Plan suivant : cette femme, Rosario Castellanos (Karina Gidi), dans une salle cossue, lit un texte à un auditoire attentif : il est question de la place de la femme dans la société mexicaine toute imprégnée de machisme (le machisme est un néologisme généré par le mot macho – homme viril, dominant dans une société patriarcale). Un quadragénaire à lunettes entre furtivement dans la salle pendant la lecture de Rosario. Il a un « look » d’intellectuel, il trouble l’oratrice qui l’aperçoit au fond de la salle. Nous apprendrons qu’il s’agit de son mari, Ricardo Guerra (Daniel Giménez Cacho), dont elle est séparée.

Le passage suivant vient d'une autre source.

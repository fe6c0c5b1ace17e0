//! Tests for the task handlers.

use actix_web::dev::{Service, ServiceResponse};
use actix_web::http::StatusCode;
use actix_web::test as actix_test;
use rstest::rstest;
use serde_json::{Value, json};

use crate::domain::{ProjectPermission, User};
use crate::inbound::http::test_utils::{bearer, call_json, test_app};
use crate::test_support::TestWorld;

async fn post_json<S>(
    app: &S,
    world: &TestWorld,
    user: Option<&User>,
    uri: &str,
    payload: Value,
) -> (StatusCode, Value)
where
    S: Service<actix_http::Request, Response = ServiceResponse, Error = actix_web::Error>,
{
    let mut request = actix_test::TestRequest::post().uri(uri).set_json(payload);
    if let Some(user) = user {
        request = request.insert_header(bearer(world, user));
    }
    call_json(app, request.to_request()).await
}

#[actix_web::test]
async fn tasks_on_a_story_land_in_its_sprint() {
    let world = TestWorld::new();
    let owner = world.user("owner").await;
    let project = world.project(&owner, "Board", false).await;
    let app = actix_test::init_service(test_app(&world)).await;
    let (_, milestone) = post_json(
        &app,
        &world,
        Some(&owner),
        "/api/v1/milestones",
        json!({
            "project": project.id.get(),
            "name": "Sprint 1",
            "estimated_start": "2024-05-01",
            "estimated_finish": "2024-05-14",
        }),
    )
    .await;
    let (_, story) = post_json(
        &app,
        &world,
        Some(&owner),
        "/api/v1/userstories",
        json!({
            "project": project.id.get(),
            "subject": "Login",
            "milestone": milestone["id"],
        }),
    )
    .await;

    let (status, task) = post_json(
        &app,
        &world,
        Some(&owner),
        "/api/v1/tasks",
        json!({
            "project": project.id.get(),
            "subject": "Form",
            "user_story": story["id"],
        }),
    )
    .await;

    assert_eq!(status, StatusCode::CREATED);
    assert_eq!(task["milestone"], milestone["id"]);
    assert_eq!(
        task["ref"].as_i64(),
        story["ref"].as_i64().map(|reference| reference + 1)
    );
    assert_eq!(task["status"], json!(project.default_task_status.map(i64::from)));

    let (status, listed) = call_json(
        &app,
        actix_test::TestRequest::get()
            .uri(&format!("/api/v1/tasks?milestone={}", milestone["id"]))
            .to_request(),
    )
    .await;
    assert_eq!(status, StatusCode::OK);
    assert_eq!(listed.as_array().map(Vec::len), Some(1));
}

#[actix_web::test]
async fn task_updates_are_version_checked() {
    let world = TestWorld::new();
    let owner = world.user("owner").await;
    let project = world.project(&owner, "Board", false).await;
    let app = actix_test::init_service(test_app(&world)).await;
    let (_, task) = post_json(
        &app,
        &world,
        Some(&owner),
        "/api/v1/tasks",
        json!({"project": project.id.get(), "subject": "Form"}),
    )
    .await;
    let id = task["id"].as_i64().expect("task id");
    let patch = |payload: Value| {
        actix_test::TestRequest::patch()
            .uri(&format!("/api/v1/tasks/{id}"))
            .insert_header(bearer(&world, &owner))
            .set_json(payload)
            .to_request()
    };

    let (status, body) = call_json(&app, patch(json!({"subject": "No version"}))).await;
    assert_eq!(status, StatusCode::BAD_REQUEST);
    assert_eq!(body["message"], "The version is not valid");

    let (status, body) = call_json(
        &app,
        patch(json!({"version": 1, "subject": "Login form", "is_iocaine": true})),
    )
    .await;
    assert_eq!(status, StatusCode::OK);
    assert_eq!(body["version"], 2);
    assert_eq!(body["is_iocaine"], true);

    let (status, _) = call_json(&app, patch(json!({"version": 1, "subject": "Stale"}))).await;
    assert_eq!(status, StatusCode::CONFLICT);
}

#[actix_web::test]
async fn bulk_create_reads_one_task_per_line() {
    let world = TestWorld::new();
    let owner = world.user("owner").await;
    let project = world.project(&owner, "Board", false).await;
    let app = actix_test::init_service(test_app(&world)).await;
    let (_, story) = post_json(
        &app,
        &world,
        Some(&owner),
        "/api/v1/userstories",
        json!({"project": project.id.get(), "subject": "Login"}),
    )
    .await;
    let payload = json!({
        "project_id": project.id.get(),
        "us_id": story["id"],
        "bulk_tasks": "Form\n\nValidation\n",
    });

    let (status, _) =
        post_json(&app, &world, None, "/api/v1/tasks/bulk_create", payload.clone()).await;
    assert_eq!(status, StatusCode::UNAUTHORIZED);

    let (status, created) =
        post_json(&app, &world, Some(&owner), "/api/v1/tasks/bulk_create", payload).await;
    assert_eq!(status, StatusCode::OK);
    let subjects: Vec<&str> = created
        .as_array()
        .expect("task array")
        .iter()
        .filter_map(|task| task["subject"].as_str())
        .collect();
    assert_eq!(subjects, ["Form", "Validation"]);
    assert_eq!(created[1]["user_story"], story["id"]);
}

#[rstest]
#[case::anonymous(None, StatusCode::UNAUTHORIZED)]
#[case::outsider(Some("outsider"), StatusCode::FORBIDDEN)]
#[case::task_viewer(Some("viewer"), StatusCode::OK)]
#[actix_web::test]
async fn private_tasks_need_view_tasks(
    #[case] caller: Option<&str>,
    #[case] expected: StatusCode,
) {
    let world = TestWorld::new();
    let owner = world.user("owner").await;
    let project = world.private_project(&owner, "Secret").await;
    let viewer = world.user("viewer").await;
    world
        .member(&project, &viewer, &[ProjectPermission::ViewTasks])
        .await;
    let outsider = world.user("outsider").await;
    let app = actix_test::init_service(test_app(&world)).await;
    let (_, task) = post_json(
        &app,
        &world,
        Some(&owner),
        "/api/v1/tasks",
        json!({"project": project.id.get(), "subject": "Form"}),
    )
    .await;
    let id = task["id"].as_i64().expect("task id");

    let mut request = actix_test::TestRequest::get().uri(&format!("/api/v1/tasks/{id}"));
    let user = match caller {
        Some("viewer") => Some(&viewer),
        Some(_) => Some(&outsider),
        None => None,
    };
    if let Some(user) = user {
        request = request.insert_header(bearer(&world, user));
    }
    let (status, _) = call_json(&app, request.to_request()).await;

    assert_eq!(status, expected);
}

#[actix_web::test]
async fn deleted_tasks_are_gone() {
    let world = TestWorld::new();
    let owner = world.user("owner").await;
    let project = world.project(&owner, "Board", false).await;
    let app = actix_test::init_service(test_app(&world)).await;
    let (_, task) = post_json(
        &app,
        &world,
        Some(&owner),
        "/api/v1/tasks",
        json!({"project": project.id.get(), "subject": "Form"}),
    )
    .await;
    let uri = format!("/api/v1/tasks/{}", task["id"]);

    let (status, _) = call_json(
        &app,
        actix_test::TestRequest::delete()
            .uri(&uri)
            .insert_header(bearer(&world, &owner))
            .to_request(),
    )
    .await;
    assert_eq!(status, StatusCode::NO_CONTENT);

    let (status, _) = call_json(&app, actix_test::TestRequest::get().uri(&uri).to_request()).await;
    assert_eq!(status, StatusCode::NOT_FOUND);
}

A partir de cette brève scène d’exposition, par une construction subtile du scénario, des retours en arrière (flash-back), des accélérations vers l’avant, des scènes répétées avec variantes, nous suivons la vie de ce couple au parcours chaotique, de leur rencontre à l’université de Mexico, jeunes étudiants, à leur union, leurs séparations, leurs réconciliations.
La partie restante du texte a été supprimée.